## ASSIGNED TASK:
The job is to find each line in the entries holding the string "WireResponse" and copy that line.

## EXCERPTED RECORDS:
*** Block opens ***

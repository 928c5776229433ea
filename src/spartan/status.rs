//! Translation between Spartan status classes and HTTP-shaped status codes.
//!
//! Backend to wire:
//!
//! | HTTP            | Spartan                              |
//! |-----------------|--------------------------------------|
//! | `< 100`         | passed through as the Spartan digit  |
//! | `2xx`           | `2`, meta = content type             |
//! | `400`           | `4`                                  |
//! | `404`           | `5 Path <path> Not Found`            |
//! | `307` / `308`   | `1x` input prompt (see below)        |
//! | anything else   | `5`                                  |
//!
//! Spartan has no "input required" status. Redirects to an input are
//! rendered the way Gemini-over-Spartan clients expect them: a `text/gemini`
//! success whose body is a single `=:` prompt line.
//!
//! Wire to caller: `2` -> 200, `3` -> 301, `4` -> 400, `5` -> 500, any other
//! digit is surfaced verbatim.

use tracing::warn;

use crate::http::request::Request;
use crate::http::response::{Response, ResponseBuilder, SendFile, StatusCode};
use crate::spartan::grammar::input_prompt;

pub const DEFAULT_MIME: &str = "application/octet-stream";
const DEFAULT_PROMPT: &str = "Input required";
const INPUT_MIME: &str = "text/gemini";

/// A Spartan response class.
#[derive(Debug, Clone, Copy, PartialEq, Eq)]
pub enum SpartanStatus {
    /// Two-digit `1x` input-required extension.
    Input(u8),
    Success,
    Redirect,
    ClientError,
    ServerError,
}

impl SpartanStatus {
    pub fn from_code(code: u8) -> Option<Self> {
        match code {
            2 => Some(SpartanStatus::Success),
            3 => Some(SpartanStatus::Redirect),
            4 => Some(SpartanStatus::ClientError),
            5 => Some(SpartanStatus::ServerError),
            10..=19 => Some(SpartanStatus::Input(code)),
            _ => None,
        }
    }

    pub fn code(&self) -> u8 {
        match self {
            SpartanStatus::Input(code) => *code,
            SpartanStatus::Success => 2,
            SpartanStatus::Redirect => 3,
            SpartanStatus::ClientError => 4,
            SpartanStatus::ServerError => 5,
        }
    }

    /// Maps a backend status code onto a Spartan class.
    pub fn from_http(status: StatusCode) -> Self {
        let code = status.as_u16();
        if code < 100 {
            return match u8::try_from(code).ok().and_then(SpartanStatus::from_code) {
                Some(status) => status,
                None => {
                    warn!(status = code, "backend returned an invalid Spartan status");
                    SpartanStatus::ServerError
                }
            };
        }
        if status.is_success() {
            return SpartanStatus::Success;
        }
        match code {
            400 => SpartanStatus::ClientError,
            307 | 308 => SpartanStatus::Input(10),
            _ => SpartanStatus::ServerError,
        }
    }

    /// The HTTP-shaped status a client surfaces for a received digit.
    pub fn to_http(code: u8) -> StatusCode {
        match code {
            2 => StatusCode::OK,
            3 => StatusCode::MOVED_PERMANENTLY,
            4 => StatusCode::BAD_REQUEST,
            5 => StatusCode::INTERNAL_SERVER_ERROR,
            other => {
                warn!(status = other, "unknown Spartan status, passing it through");
                StatusCode::from_u16(other as u16)
            }
        }
    }
}

/// Body of an outbound Spartan response.
#[derive(Debug, Clone, PartialEq, Eq)]
pub enum WireBody {
    Empty,
    Bytes(Vec<u8>),
    File(SendFile),
}

/// A response ready to be written: status digit, meta and body.
#[derive(Debug, Clone, PartialEq, Eq)]
pub struct WireResponse {
    pub status: u8,
    pub meta: String,
    pub body: WireBody,
}

impl WireResponse {
    pub fn new(status: u8, meta: impl Into<String>) -> Self {
        Self {
            status,
            meta: meta.into(),
            body: WireBody::Empty,
        }
    }
}

/// Translates a backend response for the request it answers.
///
/// `request` is absent when the request line itself could not be parsed.
pub fn to_wire(response: Response, request: Option<&Request>) -> WireResponse {
    let path = request.map(|r| r.path.as_str());

    match SpartanStatus::from_http(response.status) {
        SpartanStatus::Input(_) => {
            let prompt = response
                .meta()
                .or_else(|| request.and_then(|r| r.header("meta")))
                .filter(|m| !m.is_empty())
                .unwrap_or(DEFAULT_PROMPT);
            let line = input_prompt(path.unwrap_or("/"), prompt);
            WireResponse {
                status: SpartanStatus::Success.code(),
                meta: INPUT_MIME.to_string(),
                body: WireBody::Bytes(line.into_bytes()),
            }
        }
        SpartanStatus::Success => {
            let meta = response.content_type().unwrap_or(DEFAULT_MIME).to_string();
            let body = match response.file {
                Some(file) => WireBody::File(file),
                None if response.body.is_empty() => WireBody::Empty,
                None => WireBody::Bytes(response.body),
            };
            WireResponse {
                status: SpartanStatus::Success.code(),
                meta,
                body,
            }
        }
        SpartanStatus::Redirect => {
            let target = response.header("Location").unwrap_or_default();
            WireResponse::new(SpartanStatus::Redirect.code(), target)
        }
        status @ (SpartanStatus::ClientError | SpartanStatus::ServerError) => {
            let meta = if response.status == StatusCode::NOT_FOUND {
                match path {
                    Some(path) => format!("Path {} Not Found", path),
                    None => "Not Found".to_string(),
                }
            } else if let Some(meta) = response.meta().filter(|m| !m.is_empty()) {
                meta.to_string()
            } else if status == SpartanStatus::ClientError {
                "Bad request".to_string()
            } else {
                format!(
                    "Server error (HTTP status {})",
                    response.status.as_u16()
                )
            };
            WireResponse::new(status.code(), meta)
        }
    }
}

/// Builds the caller-facing response for a received status line and body.
///
/// The meta string and digit are kept as `meta` and `spartan-status`
/// headers; successful responses also get it as their content type.
pub fn from_wire(status: u8, meta: &str, body: Vec<u8>) -> Response {
    let mut builder = ResponseBuilder::new(SpartanStatus::to_http(status))
        .header("meta", meta)
        .header("spartan-status", status.to_string());
    if status == SpartanStatus::Success.code() {
        builder = builder.header("Content-Type", meta);
    }
    builder.body(body).build()
}
//! Tests for the Spartan wire grammar

use spartoi::spartan::grammar::{
    MAX_META_LEN, ProtocolError, find_crlf, format_request_line, format_status_line, input_prompt,
    parse_request_line, parse_status_line,
};

#[test]
fn test_format_request_line() {
    assert_eq!(
        format_request_line("example.com", "/foo?x=1"),
        b"example.com /foo?x=1 0\r\n".to_vec()
    );
}

#[test]
fn test_format_status_line() {
    assert_eq!(format_status_line(2, "text/gemini"), b"2 text/gemini\r\n".to_vec());
    assert_eq!(format_status_line(5, ""), b"5\r\n".to_vec());
}

#[test]
fn test_input_prompt() {
    assert_eq!(input_prompt("/search", "Search terms"), "=: /search Search terms");
}

#[test]
fn test_find_crlf() {
    assert_eq!(find_crlf(b"2 text/plain\r\nbody"), Some(12));
    assert_eq!(find_crlf(b"no line end\n"), None);
    assert_eq!(find_crlf(b""), None);
}

#[test]
fn test_parse_status_line_complete() {
    let (line, consumed) = parse_status_line(b"2 text/plain\r\nhello").unwrap().unwrap();

    assert_eq!(line.status, 2);
    assert_eq!(line.meta, "text/plain");
    assert_eq!(consumed, 14);
}

#[test]
fn test_parse_status_line_keeps_meta_spaces() {
    let (line, _) = parse_status_line(b"5 internal error\r\n").unwrap().unwrap();

    assert_eq!(line.status, 5);
    assert_eq!(line.meta, "internal error");
}

#[test]
fn test_parse_status_line_incomplete() {
    assert_eq!(parse_status_line(b"2 text/pl").unwrap(), None);
    assert_eq!(parse_status_line(b"").unwrap(), None);
}

#[test]
fn test_parse_status_line_too_long() {
    let mut long = b"2 ".to_vec();
    long.extend(std::iter::repeat_n(b'a', MAX_META_LEN + 2));

    assert!(matches!(
        parse_status_line(&long),
        Err(ProtocolError::StatusLineTooLong(_))
    ));

    // Exactly at the limit is still worth waiting on
    let mut at_limit = b"2 ".to_vec();
    at_limit.extend(std::iter::repeat_n(b'a', MAX_META_LEN + 1));
    assert_eq!(parse_status_line(&at_limit).unwrap(), None);
}

#[test]
fn test_parse_status_line_malformed() {
    assert_eq!(
        parse_status_line(b"x text/plain\r\n"),
        Err(ProtocolError::MalformedStatusLine)
    );
    assert_eq!(
        parse_status_line(b"20 text/plain\r\n"),
        Err(ProtocolError::MalformedStatusLine)
    );
    assert_eq!(parse_status_line(b"\r\n"), Err(ProtocolError::MalformedStatusLine));
    assert_eq!(parse_status_line(b"2 \xff\r\n"), Err(ProtocolError::NotUtf8));
}

#[test]
fn test_parse_request_line() {
    let line = parse_request_line(b"example.com /foo?x=1 5").unwrap();

    assert_eq!(line.host, "example.com");
    assert_eq!(line.path, "/foo");
    assert_eq!(line.query.as_deref(), Some("x=1"));
    assert_eq!(line.content_length, 5);
}

#[test]
fn test_parse_request_line_root_and_fragment() {
    let line = parse_request_line(b"localhost / 0").unwrap();
    assert_eq!(line.path, "/");
    assert_eq!(line.query, None);

    let line = parse_request_line(b"localhost /page#section 0").unwrap();
    assert_eq!(line.path, "/page");
    assert_eq!(line.query, None);
}

#[test]
fn test_parse_request_line_field_count() {
    assert_eq!(parse_request_line(b"host /path"), Err(ProtocolError::FieldCount));
    assert_eq!(parse_request_line(b"host /path 0 extra"), Err(ProtocolError::FieldCount));
    assert_eq!(parse_request_line(b"host  /path 0"), Err(ProtocolError::FieldCount));
    assert_eq!(parse_request_line(b""), Err(ProtocolError::FieldCount));
}

#[test]
fn test_parse_request_line_bad_length() {
    assert!(matches!(
        parse_request_line(b"host /path -1"),
        Err(ProtocolError::InvalidContentLength(_))
    ));
    assert!(matches!(
        parse_request_line(b"host /path 12abc"),
        Err(ProtocolError::InvalidContentLength(_))
    ));
    assert!(matches!(
        parse_request_line(b"host /path 99999999999999999999999"),
        Err(ProtocolError::InvalidContentLength(_))
    ));
}

#[test]
fn test_parse_request_line_relative_path() {
    assert!(matches!(
        parse_request_line(b"host relative 0"),
        Err(ProtocolError::InvalidPath(_))
    ));
}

*** Block closes ***

## EXPECTED OUTPUT:
pub struct WireResponse {
impl WireResponse {
pub fn to_wire(response: Response, request: Option<&Request>) -> WireResponse {
            WireResponse {
            WireResponse {
            WireResponse::new(SpartanStatus::Redirect.code(), target)
            WireResponse::new(status.code(), meta)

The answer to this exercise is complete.